(Data in this exercise)
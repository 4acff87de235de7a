use std::path::PathBuf;

use crate::status::JobStatus;

#[derive(Debug, thiserror::Error)]
pub enum CoreError {
    #[error("Validation failed: {0}")]
    Validation(String),

    #[error("Invalid status transition: {from} -> {to}")]
    InvalidTransition { from: JobStatus, to: JobStatus },

    #[error("Configuration error: {0}")]
    Config(String),
}

/// Per-job failure taxonomy reported by a transform registry.
///
/// Every variant except [`TransformError::Cancelled`] ends the job as
/// [`JobStatus::Failed`]. Cancellation is an expected terminal state and
/// is carried here only so the registry can report where it stopped.
#[derive(Debug, thiserror::Error)]
pub enum TransformError {
    /// The source file is missing, unreadable, or empty.
    #[error("Input unreadable: {path}: {reason}")]
    InputUnreadable { path: PathBuf, reason: String },

    /// The operation itself returned an error or panicked.
    #[error("Transform fault: {0}")]
    TransformFault(String),

    /// Writing or committing the output file failed.
    #[error("Output write failed: {path}: {reason}")]
    OutputWriteFailure { path: PathBuf, reason: String },

    /// A cancellation checkpoint observed the job's scope as cancelled.
    #[error("Cancelled by user")]
    Cancelled,
}

impl TransformError {
    /// The terminal job status this outcome maps to.
    pub fn terminal_status(&self) -> JobStatus {
        match self {
            TransformError::Cancelled => JobStatus::Cancelled,
            _ => JobStatus::Failed,
        }
    }

    /// Whether this outcome is a cancellation rather than a fault.
    pub fn is_cancelled(&self) -> bool {
        matches!(self, TransformError::Cancelled)
    }
}
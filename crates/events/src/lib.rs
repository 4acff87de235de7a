//! Progress notification infrastructure for pixbatch.
//!
//! - [`ProgressNotifier`]: the contract the scheduler reports through.
//! - [`ProgressBus`]: in-process publish/subscribe backed by
//!   `tokio::sync::broadcast`.
//! - [`ChannelNotifier`]: single-consumer `mpsc` transport.
//! - [`wire`]: fixed 8-byte framing for crossing a process boundary.
//! - [`StatusBoard`]: observer-side table fed by progress events.

pub mod board;
pub mod bus;
pub mod channel;
pub mod notifier;
pub mod wire;

pub use board::StatusBoard;
pub use bus::{ProgressBus, ProgressEvent};
pub use channel::ChannelNotifier;
pub use notifier::{FnNotifier, NullNotifier, ProgressNotifier};
pub use wire::{FrameNotifier, FrameReader, ProgressFrame, WireError};
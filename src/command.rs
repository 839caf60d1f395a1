use crate::env::Environment;
use anyhow::Result;
use std::io::Write;

/// What the read-eval loop should do after a command finishes.
///
/// Every command, builtin or external, answers with one of these. Only
/// `exit` ever asks the loop to stop.
#[derive(Debug, Clone, Copy, PartialEq, Eq)]
pub enum Flow {
    Continue,
    Stop,
}

/// Object-safe trait for any command that can be executed by the shell.
///
/// This is implemented by built-ins via a blanket impl and by external commands.
pub trait ExecutableCommand {
    /// Run the command to completion.
    ///
    /// Builtins write their normal output to `stdout`; external programs
    /// inherit the shell's own streams. An `Err` is reported by the caller
    /// and does not stop the shell.
    fn execute(self: Box<Self>, stdout: &mut dyn Write, env: &mut Environment) -> Result<Flow>;
}

/// Factory that tries to create a command from a name and its arguments.
///
/// Returns `None` when the factory doesn't recognize the `name`.
/// Implementations can use the environment to resolve executables (e.g., using PATH).
pub trait CommandFactory {
    /// Attempt to create a command instance for the provided name and arguments.
    fn try_create(
        &self,
        env: &Environment,
        name: &str,
        args: &[&str],
    ) -> Option<Box<dyn ExecutableCommand>>;
}
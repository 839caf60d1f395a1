use std::path::{Path, PathBuf};

/// Name of the history file created in the directory the shell was started from.
pub const DEFAULT_HISTORY_FILE: &str = ".shell_history";

/// Number of commands kept in history unless configured otherwise.
pub const DEFAULT_HISTORY_CAPACITY: usize = 1000;

/// Prompt written before every line.
pub const DEFAULT_PROMPT: &str = "> ";

/// Startup configuration of a shell session.
///
/// Built once in `main` and consumed while constructing the engine; nothing
/// reads it afterwards.
#[derive(Debug, Clone, PartialEq, Eq)]
pub struct Config {
    /// Absolute location of the persisted history.
    pub history_file: PathBuf,
    /// Maximum number of remembered commands. Zero disables history.
    pub history_capacity: usize,
    pub prompt: String,
}

impl Config {
    /// Defaults relative to `invocation_dir`.
    ///
    /// The history path is fixed here so that `cd` later in the session does
    /// not change where history gets written.
    pub fn new(invocation_dir: &Path) -> Self {
        Self {
            history_file: invocation_dir.join(DEFAULT_HISTORY_FILE),
            history_capacity: DEFAULT_HISTORY_CAPACITY,
            prompt: DEFAULT_PROMPT.to_string(),
        }
    }

    /// Override the history location. Relative paths are taken from `invocation_dir`.
    pub fn with_history_file(mut self, invocation_dir: &Path, path: impl AsRef<Path>) -> Self {
        let path = path.as_ref();
        self.history_file = if path.is_absolute() {
            path.to_path_buf()
        } else {
            invocation_dir.join(path)
        };
        self
    }

    pub fn with_history_capacity(mut self, capacity: usize) -> Self {
        self.history_capacity = capacity;
        self
    }

    pub fn with_prompt(mut self, prompt: impl Into<String>) -> Self {
        self.prompt = prompt.into();
        self
    }
}
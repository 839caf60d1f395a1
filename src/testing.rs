//! Helpers shared by unit tests.

use std::sync::{Mutex, MutexGuard, OnceLock};

/// Serializes tests that change the process working directory.
pub(crate) fn lock_current_dir() -> MutexGuard<'static, ()> {
    static MUTEX: OnceLock<Mutex<()>> = OnceLock::new();
    MUTEX
        .get_or_init(|| Mutex::new(()))
        .lock()
        .unwrap_or_else(|e| e.into_inner())
}
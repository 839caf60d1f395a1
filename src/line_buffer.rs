//! Growable edit buffer for a single input line.

use std::collections::TryReserveError;

/// Capacity of a fresh buffer, and the step it grows by.
pub const GROWTH_STEP: usize = 1024;

/// Bytes typed so far on the current line.
///
/// The insertion point is always the end of the text. `capacity` is the
/// logical backing size: it starts at [`GROWTH_STEP`], grows by the same step
/// whenever an insert or replacement would not fit, and never shrinks while
/// the line is being edited.
#[derive(Debug)]
pub struct LineBuffer {
    bytes: Vec<u8>,
    capacity: usize,
}

impl LineBuffer {
    pub fn new() -> Result<Self, TryReserveError> {
        let mut bytes = Vec::new();
        bytes.try_reserve_exact(GROWTH_STEP)?;
        Ok(Self {
            bytes,
            capacity: GROWTH_STEP,
        })
    }

    /// Append one byte at the insertion point.
    pub fn push(&mut self, byte: u8) -> Result<(), TryReserveError> {
        self.ensure_capacity(self.bytes.len() + 1)?;
        self.bytes.push(byte);
        Ok(())
    }

    /// Remove the last character, which may span several UTF-8 bytes.
    ///
    /// Returns `false` when the buffer was already empty.
    pub fn pop_char(&mut self) -> bool {
        let Some(last) = self.bytes.pop() else {
            return false;
        };
        if last >= 0x80 {
            // Drop continuation bytes up to and including the lead byte.
            let mut byte = last;
            while byte & 0xC0 == 0x80 {
                match self.bytes.pop() {
                    Some(b) => byte = b,
                    None => break,
                }
            }
        }
        true
    }

    /// Replace the whole contents, growing first when `text` does not fit.
    pub fn replace(&mut self, text: &str) -> Result<(), TryReserveError> {
        self.ensure_capacity(text.len())?;
        self.bytes.clear();
        self.bytes.extend_from_slice(text.as_bytes());
        Ok(())
    }

    pub fn clear(&mut self) {
        self.bytes.clear();
    }

    pub fn as_bytes(&self) -> &[u8] {
        &self.bytes
    }

    /// Current text, with invalid UTF-8 replaced.
    pub fn text(&self) -> String {
        String::from_utf8_lossy(&self.bytes).into_owned()
    }

    /// Insertion point, which is also the length of the text.
    pub fn position(&self) -> usize {
        self.bytes.len()
    }

    pub fn is_empty(&self) -> bool {
        self.bytes.is_empty()
    }

    pub fn capacity(&self) -> usize {
        self.capacity
    }

    /// Finish editing and hand the text to the caller.
    pub fn into_string(self) -> String {
        match String::from_utf8(self.bytes) {
            Ok(s) => s,
            Err(e) => String::from_utf8_lossy(e.as_bytes()).into_owned(),
        }
    }

    fn ensure_capacity(&mut self, needed: usize) -> Result<(), TryReserveError> {
        if needed <= self.capacity {
            return Ok(());
        }
        let mut target = self.capacity;
        while target < needed {
            target += GROWTH_STEP;
        }
        self.bytes.try_reserve_exact(target - self.bytes.len())?;
        tracing::trace!(from = self.capacity, to = target, "edit buffer grown");
        self.capacity = target;
        Ok(())
    }
}
//! Raw-mode line editor.
//!
//! Reads one keystroke at a time, echoes what it accepts and redraws the line
//! itself when history recall or completion replaces the text. The terminal
//! is in raw mode only while a line is being read.

use crate::completion::Completer;
use crate::error::EditorError;
use crate::history::History;
use crate::keys::{Key, KeyReader};
use crate::line_buffer::LineBuffer;
use crate::terminal::{RawModeGuard, TerminalMode};
use std::io::{self, Read, Write};
use std::path::Path;

/// Erase from the cursor to the end of the line.
const CLEAR_TO_EOL: &[u8] = b"\x1b[K";

/// Move back one column, blank it, move back again.
const RUB_OUT: &[u8] = b"\x08 \x08";

pub struct LineEditor<R, W, T> {
    keys: KeyReader<R>,
    output: W,
    terminal: T,
    prompt: String,
    completer: Completer,
}

impl<R: Read, W: Write, T: TerminalMode> LineEditor<R, W, T> {
    pub fn new(
        input: R,
        output: W,
        terminal: T,
        prompt: impl Into<String>,
        completer: Completer,
    ) -> Self {
        Self {
            keys: KeyReader::new(input),
            output,
            terminal,
            prompt: prompt.into(),
            completer,
        }
    }

    /// Prompt for and read one line.
    ///
    /// Up and down walk through `history`; tab completes against builtin
    /// names and the entries of `cwd`. A non-empty submitted line is appended
    /// to `history` before it is returned. `Ok(None)` means the input ended.
    ///
    /// The terminal is back in cooked mode when this returns, whatever the
    /// outcome.
    pub fn read_line(
        &mut self,
        history: &mut History,
        cwd: &Path,
    ) -> Result<Option<String>, EditorError> {
        self.output.write_all(self.prompt.as_bytes())?;
        self.output.flush()?;

        let mut buffer = LineBuffer::new()?;
        // Ranges over 0..=len; len is the fresh line.
        let mut cursor = history.len();

        let raw = RawModeGuard::enter(&mut self.terminal)?;
        let out = &mut self.output;
        let prompt = self.prompt.as_str();

        loop {
            match self.keys.next_key()? {
                Key::Enter => {
                    out.write_all(b"\n")?;
                    out.flush()?;
                    drop(raw);
                    let line = buffer.into_string();
                    history.append(&line);
                    return Ok(Some(line));
                }
                Key::Eof => {
                    out.write_all(b"\n")?;
                    out.flush()?;
                    tracing::debug!("input closed while reading a line");
                    return Ok(None);
                }
                Key::CtrlD if buffer.is_empty() => {
                    out.write_all(b"\n")?;
                    out.flush()?;
                    return Ok(None);
                }
                Key::CtrlC => {
                    out.write_all(b"^C\n")?;
                    out.flush()?;
                    return Ok(Some(String::new()));
                }
                Key::Up => {
                    if cursor > 0 {
                        cursor -= 1;
                        recall(out, prompt, &mut buffer, history.get(cursor))?;
                    }
                }
                Key::Down => {
                    if cursor + 1 < history.len() {
                        cursor += 1;
                        recall(out, prompt, &mut buffer, history.get(cursor))?;
                    } else {
                        cursor = history.len();
                        buffer.clear();
                        redraw(out, prompt, buffer.as_bytes())?;
                    }
                }
                Key::Tab => {
                    let partial = buffer.text();
                    let candidates = self.completer.complete(&partial, cwd);
                    if let Some(first) = candidates.first() {
                        if candidates.len() > 1 {
                            list_candidates(out, prompt, &partial, &candidates)?;
                        }
                        buffer.replace(first)?;
                        redraw(out, prompt, buffer.as_bytes())?;
                    }
                }
                Key::Backspace => {
                    if buffer.pop_char() {
                        out.write_all(RUB_OUT)?;
                    }
                }
                Key::Char(byte) => {
                    buffer.push(byte)?;
                    out.write_all(&[byte])?;
                }
                Key::CtrlD | Key::Ignored => {}
            }
            out.flush()?;
        }
    }

    pub fn output(&self) -> &W {
        &self.output
    }
}

fn recall(
    out: &mut impl Write,
    prompt: &str,
    buffer: &mut LineBuffer,
    entry: Option<&str>,
) -> Result<(), EditorError> {
    buffer.replace(entry.unwrap_or_default())?;
    redraw(out, prompt, buffer.as_bytes())?;
    Ok(())
}

fn redraw(out: &mut impl Write, prompt: &str, text: &[u8]) -> io::Result<()> {
    out.write_all(b"\r")?;
    out.write_all(prompt.as_bytes())?;
    out.write_all(text)?;
    out.write_all(CLEAR_TO_EOL)
}

/// Print all candidates below the line, then the prompt and the partial text again.
fn list_candidates(
    out: &mut impl Write,
    prompt: &str,
    partial: &str,
    candidates: &[String],
) -> io::Result<()> {
    out.write_all(b"\n")?;
    for c in candidates {
        write!(out, "{} ", c)?;
    }
    write!(out, "\n{}{}", prompt, partial)
}
//! Switching the controlling terminal between cooked and raw input.
//!
//! The line editor needs every keystroke as soon as it is typed, arrows and
//! tab included, and must echo on its own. Raw mode here clears canonical
//! input and local echo, and turns off signal generation so Ctrl-C reaches
//! the editor as a key instead of killing the shell with the terminal still
//! raw. Output processing is left alone so child programs print as usual.
//!
//! Entering raw mode hands back a [`RawModeGuard`]. Dropping the guard puts
//! the saved mode back, so early returns, errors and panics inside the
//! editor all leave the terminal usable.

use crate::error::EditorError;

/// Something that can toggle raw input mode.
pub trait TerminalMode {
    fn enable_raw(&mut self) -> Result<(), EditorError>;
    fn disable_raw(&mut self) -> Result<(), EditorError>;
}

/// Restores cooked mode when dropped.
pub struct RawModeGuard<'a, T: TerminalMode + ?Sized> {
    terminal: &'a mut T,
}

impl<'a, T: TerminalMode + ?Sized> RawModeGuard<'a, T> {
    pub fn enter(terminal: &'a mut T) -> Result<Self, EditorError> {
        terminal.enable_raw()?;
        Ok(Self { terminal })
    }
}

impl<T: TerminalMode + ?Sized> Drop for RawModeGuard<'_, T> {
    fn drop(&mut self) {
        if let Err(e) = self.terminal.disable_raw() {
            tracing::warn!("failed to restore terminal mode: {}", e);
        }
    }
}

/// For input that is not a terminal: pipes, files, tests.
#[derive(Debug, Default, Clone, Copy)]
pub struct NoTerminal;

impl TerminalMode for NoTerminal {
    fn enable_raw(&mut self) -> Result<(), EditorError> {
        Ok(())
    }

    fn disable_raw(&mut self) -> Result<(), EditorError> {
        Ok(())
    }
}

/// Standard input of the process, when it is a terminal.
///
/// Holds the single saved original mode between `enable_raw` and
/// `disable_raw`.
#[cfg(unix)]
#[derive(Default)]
pub struct StdinTerminal {
    saved: Option<nix::sys::termios::Termios>,
}

#[cfg(unix)]
impl StdinTerminal {
    pub fn new() -> Self {
        Self::default()
    }
}

#[cfg(unix)]
impl TerminalMode for StdinTerminal {
    fn enable_raw(&mut self) -> Result<(), EditorError> {
        use nix::sys::termios::{self, LocalFlags, SetArg};

        let original = termios::tcgetattr(std::io::stdin())?;
        let mut raw = original.clone();
        raw.local_flags
            .remove(LocalFlags::ICANON | LocalFlags::ECHO | LocalFlags::ISIG);
        termios::tcsetattr(std::io::stdin(), SetArg::TCSAFLUSH, &raw)?;
        self.saved = Some(original);
        tracing::trace!("terminal raw mode enabled");
        Ok(())
    }

    fn disable_raw(&mut self) -> Result<(), EditorError> {
        use nix::sys::termios::{self, SetArg};

        if let Some(original) = self.saved.take() {
            termios::tcsetattr(std::io::stdin(), SetArg::TCSAFLUSH, &original)?;
            tracing::trace!("terminal raw mode disabled");
        }
        Ok(())
    }
}
//! A small interactive shell.
//!
//! Lines are read with a hand-rolled raw-mode editor that supports history
//! recall with the arrow keys and tab completion of builtin names and files
//! in the current directory. A submitted line is split on whitespace and
//! either handled by a builtin or run as an external program, with the shell
//! waiting for it to finish.
//!
//! The main entry point is [`Interpreter`], which owns the session state and
//! dispatches commands; [`LineEditor`] produces the lines it runs. Command
//! history is a bounded [`History`] persisted one command per line.

mod builtin;
pub mod command;
pub mod completion;
pub mod config;
pub mod editor;
pub mod env;
pub mod error;
mod external;
pub mod history;
mod interpreter;
pub mod keys;
pub mod lexer;
pub mod line_buffer;
pub mod terminal;
#[cfg(test)]
mod testing;

pub use builtin::BUILTIN_NAMES;
pub use command::Flow;
pub use completion::Completer;
pub use config::Config;
pub use editor::LineEditor;
pub use error::{EditorError, HistoryError};
pub use history::History;
/// Just a convenient re-export of the command dispatcher.
///
/// See [`Interpreter`] for the high-level API and examples.
pub use interpreter::Interpreter;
(End Data in this exercise)
**Assignment:** Once the lines holding the word "outcome" in the material above are counted, report that number by itself.

**Solution:** 3